Exercise data:
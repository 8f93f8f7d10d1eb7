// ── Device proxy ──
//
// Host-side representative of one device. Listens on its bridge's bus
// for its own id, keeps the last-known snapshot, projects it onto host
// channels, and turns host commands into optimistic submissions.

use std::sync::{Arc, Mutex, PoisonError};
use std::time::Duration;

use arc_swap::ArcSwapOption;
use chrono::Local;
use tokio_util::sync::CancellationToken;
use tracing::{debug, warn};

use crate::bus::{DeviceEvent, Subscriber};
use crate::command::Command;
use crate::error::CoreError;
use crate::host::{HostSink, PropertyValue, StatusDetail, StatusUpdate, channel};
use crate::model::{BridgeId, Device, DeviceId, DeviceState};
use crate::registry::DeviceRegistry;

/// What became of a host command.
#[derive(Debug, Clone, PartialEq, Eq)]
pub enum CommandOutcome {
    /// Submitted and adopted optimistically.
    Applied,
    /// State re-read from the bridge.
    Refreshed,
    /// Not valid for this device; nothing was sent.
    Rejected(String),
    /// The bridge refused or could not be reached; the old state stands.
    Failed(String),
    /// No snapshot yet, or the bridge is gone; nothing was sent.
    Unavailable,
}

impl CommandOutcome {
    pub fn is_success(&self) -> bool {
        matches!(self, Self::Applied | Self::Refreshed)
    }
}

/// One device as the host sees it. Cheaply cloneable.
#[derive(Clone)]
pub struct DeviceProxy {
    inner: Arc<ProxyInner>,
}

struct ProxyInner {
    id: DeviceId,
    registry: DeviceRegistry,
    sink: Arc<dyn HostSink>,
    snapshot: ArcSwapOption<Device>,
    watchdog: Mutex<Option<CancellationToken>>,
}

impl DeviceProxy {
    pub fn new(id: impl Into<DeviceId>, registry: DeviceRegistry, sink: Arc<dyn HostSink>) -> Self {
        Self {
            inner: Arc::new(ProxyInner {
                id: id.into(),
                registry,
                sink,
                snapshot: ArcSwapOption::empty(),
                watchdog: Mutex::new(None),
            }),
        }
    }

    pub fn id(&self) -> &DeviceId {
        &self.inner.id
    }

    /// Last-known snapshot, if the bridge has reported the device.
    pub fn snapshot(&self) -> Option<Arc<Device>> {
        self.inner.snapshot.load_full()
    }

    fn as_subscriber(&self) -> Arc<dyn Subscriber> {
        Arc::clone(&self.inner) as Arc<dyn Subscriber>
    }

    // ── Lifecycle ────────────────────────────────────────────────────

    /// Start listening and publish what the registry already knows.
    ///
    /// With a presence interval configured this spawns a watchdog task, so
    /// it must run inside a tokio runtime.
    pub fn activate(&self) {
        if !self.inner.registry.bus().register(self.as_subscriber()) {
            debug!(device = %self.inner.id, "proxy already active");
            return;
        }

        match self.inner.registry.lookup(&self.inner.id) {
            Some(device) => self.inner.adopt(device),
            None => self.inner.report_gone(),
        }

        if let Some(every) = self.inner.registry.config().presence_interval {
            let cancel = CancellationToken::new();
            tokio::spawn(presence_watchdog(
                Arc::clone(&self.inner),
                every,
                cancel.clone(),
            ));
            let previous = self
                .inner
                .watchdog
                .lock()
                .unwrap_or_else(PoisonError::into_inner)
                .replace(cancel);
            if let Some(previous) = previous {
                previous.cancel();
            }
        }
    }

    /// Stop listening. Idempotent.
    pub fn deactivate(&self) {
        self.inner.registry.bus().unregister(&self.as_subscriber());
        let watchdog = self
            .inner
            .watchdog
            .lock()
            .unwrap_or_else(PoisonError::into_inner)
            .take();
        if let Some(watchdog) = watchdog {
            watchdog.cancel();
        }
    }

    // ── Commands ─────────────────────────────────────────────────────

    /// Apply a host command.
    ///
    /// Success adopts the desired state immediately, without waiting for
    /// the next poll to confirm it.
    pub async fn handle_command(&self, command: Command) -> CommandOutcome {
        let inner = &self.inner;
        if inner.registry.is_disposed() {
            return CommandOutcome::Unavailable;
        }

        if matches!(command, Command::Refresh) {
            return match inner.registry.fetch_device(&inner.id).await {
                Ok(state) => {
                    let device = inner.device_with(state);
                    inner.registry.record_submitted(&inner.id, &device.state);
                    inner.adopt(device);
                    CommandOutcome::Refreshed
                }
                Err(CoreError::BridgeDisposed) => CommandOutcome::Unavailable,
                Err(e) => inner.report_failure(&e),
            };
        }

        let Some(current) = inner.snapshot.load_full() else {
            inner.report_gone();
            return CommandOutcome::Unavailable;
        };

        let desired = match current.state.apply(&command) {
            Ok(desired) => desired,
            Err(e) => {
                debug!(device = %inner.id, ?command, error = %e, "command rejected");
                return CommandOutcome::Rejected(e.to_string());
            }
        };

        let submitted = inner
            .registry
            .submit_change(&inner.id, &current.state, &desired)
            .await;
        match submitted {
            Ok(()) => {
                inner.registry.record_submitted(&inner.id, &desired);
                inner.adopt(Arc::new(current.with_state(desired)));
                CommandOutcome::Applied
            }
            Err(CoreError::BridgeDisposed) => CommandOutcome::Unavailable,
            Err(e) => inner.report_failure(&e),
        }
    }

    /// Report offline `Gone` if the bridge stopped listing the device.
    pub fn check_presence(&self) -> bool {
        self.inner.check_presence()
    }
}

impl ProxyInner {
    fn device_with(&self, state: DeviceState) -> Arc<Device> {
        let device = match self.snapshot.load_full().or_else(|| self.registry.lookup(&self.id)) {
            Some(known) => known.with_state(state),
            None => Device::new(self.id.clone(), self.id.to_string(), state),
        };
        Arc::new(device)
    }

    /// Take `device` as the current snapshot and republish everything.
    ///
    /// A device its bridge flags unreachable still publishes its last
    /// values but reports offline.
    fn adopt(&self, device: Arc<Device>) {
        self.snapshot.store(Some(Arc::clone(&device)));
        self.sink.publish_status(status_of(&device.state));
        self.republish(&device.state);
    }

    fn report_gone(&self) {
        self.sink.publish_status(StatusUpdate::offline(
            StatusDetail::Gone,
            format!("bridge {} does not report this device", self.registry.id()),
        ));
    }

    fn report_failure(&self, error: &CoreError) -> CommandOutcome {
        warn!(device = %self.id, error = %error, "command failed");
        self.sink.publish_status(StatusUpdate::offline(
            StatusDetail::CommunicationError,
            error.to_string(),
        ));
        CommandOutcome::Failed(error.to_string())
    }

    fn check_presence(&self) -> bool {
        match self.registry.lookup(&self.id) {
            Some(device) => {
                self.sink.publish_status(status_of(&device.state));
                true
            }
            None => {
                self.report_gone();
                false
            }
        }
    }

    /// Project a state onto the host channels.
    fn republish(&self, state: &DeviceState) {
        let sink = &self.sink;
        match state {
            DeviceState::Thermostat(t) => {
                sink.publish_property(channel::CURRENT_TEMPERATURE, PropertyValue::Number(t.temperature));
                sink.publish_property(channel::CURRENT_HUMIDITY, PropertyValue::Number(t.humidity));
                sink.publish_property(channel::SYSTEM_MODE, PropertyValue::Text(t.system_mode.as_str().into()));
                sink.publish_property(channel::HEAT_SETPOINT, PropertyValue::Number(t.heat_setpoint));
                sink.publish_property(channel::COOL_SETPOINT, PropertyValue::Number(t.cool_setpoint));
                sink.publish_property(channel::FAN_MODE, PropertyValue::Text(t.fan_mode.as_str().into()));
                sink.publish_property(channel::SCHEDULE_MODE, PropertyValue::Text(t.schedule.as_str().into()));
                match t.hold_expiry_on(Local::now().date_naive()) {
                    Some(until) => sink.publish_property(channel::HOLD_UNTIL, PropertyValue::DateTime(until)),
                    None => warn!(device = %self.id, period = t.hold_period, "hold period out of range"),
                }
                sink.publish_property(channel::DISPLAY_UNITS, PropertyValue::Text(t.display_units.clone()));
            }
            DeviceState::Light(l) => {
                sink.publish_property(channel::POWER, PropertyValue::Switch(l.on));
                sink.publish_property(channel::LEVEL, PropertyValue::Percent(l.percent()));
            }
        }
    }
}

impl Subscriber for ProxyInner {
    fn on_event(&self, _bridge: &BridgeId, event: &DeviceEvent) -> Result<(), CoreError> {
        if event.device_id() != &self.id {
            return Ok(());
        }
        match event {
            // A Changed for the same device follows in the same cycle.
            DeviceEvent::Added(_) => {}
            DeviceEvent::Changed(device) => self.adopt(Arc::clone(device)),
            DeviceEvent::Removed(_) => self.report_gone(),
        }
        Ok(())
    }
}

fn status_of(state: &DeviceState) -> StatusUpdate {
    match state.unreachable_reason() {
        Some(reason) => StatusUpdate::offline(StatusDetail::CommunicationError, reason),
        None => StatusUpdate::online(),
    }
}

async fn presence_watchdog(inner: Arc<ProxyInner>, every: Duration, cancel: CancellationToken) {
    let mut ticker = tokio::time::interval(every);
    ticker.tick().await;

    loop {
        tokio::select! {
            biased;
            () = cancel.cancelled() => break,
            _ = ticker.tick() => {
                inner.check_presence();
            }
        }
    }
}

Task to complete:
Count the lines in the listing that hold the word "BridgeDisposed", then give the number and nothing else.

Expected answer:
2